**Task details:** All of the entries must appear again exactly as written.

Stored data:
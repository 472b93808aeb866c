use crate::framework::{IdKind, RegistryError, ResourceId, ResourceSchema, SchemaBuilder};
use serde::Serialize;
use std::sync::atomic::{AtomicI64, Ordering};

/// A project that tasks belong to and users are assigned to.
#[derive(Debug, Clone, Default, PartialEq, Serialize)]
pub struct Project {
    pub id: Option<i64>,
    pub name: String,
}

impl Project {
    pub const TYPE: &'static str = "projects";

    /// Creates a new Project instance.
    ///
    /// # Arguments
    /// * `id` - Unique identifier
    /// * `name` - Project name
    pub fn new(id: i64, name: impl Into<String>) -> Self {
        Self {
            id: Some(id),
            name: name.into(),
        }
    }
}

pub fn project_schema() -> Result<ResourceSchema, RegistryError> {
    let next_id = AtomicI64::new(1);
    SchemaBuilder::<Project>::new(Project::TYPE)
        .constructor(move || {
            Ok(Project {
                id: Some(next_id.fetch_add(1, Ordering::SeqCst)),
                ..Project::default()
            })
        })
        .id("id", IdKind::Long, |p: &Project| p.id.map(ResourceId::Long))
        .attribute("name", |p: &mut Project, name: String| p.name = name)
        .build()
}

**Completed exercise:**
repository 472b93808aeb866c
use crate::framework::{IdKind, RegistryError, ResourceId, ResourceSchema, SchemaBuilder};
use serde::Serialize;
use std::sync::atomic::{AtomicI64, Ordering};

/// A project that tasks belong to and users are assigned to.
#[derive(Debug, Clone, Default, PartialEq, Serialize)]
pub struct Project {
    pub id: Option<i64>,
    pub name: String,
}

impl Project {
    pub const TYPE: &'static str = "projects";

    /// Creates a new Project instance.
    ///
    /// # Arguments
    /// * `id` - Unique identifier
    /// * `name` - Project name
    pub fn new(id: i64, name: impl Into<String>) -> Self {
        Self {
            id: Some(id),
            name: name.into(),
        }
    }
}

pub fn project_schema() -> Result<ResourceSchema, RegistryError> {
    let next_id = AtomicI64::new(1);
    SchemaBuilder::<Project>::new(Project::TYPE)
        .constructor(move || {
            Ok(Project {
                id: Some(next_id.fetch_add(1, Ordering::SeqCst)),
                ..Project::default()
            })
        })
        .id("id", IdKind::Long, |p: &Project| p.id.map(ResourceId::Long))
        .attribute("name", |p: &mut Project, name: String| p.name = name)
        .build()
}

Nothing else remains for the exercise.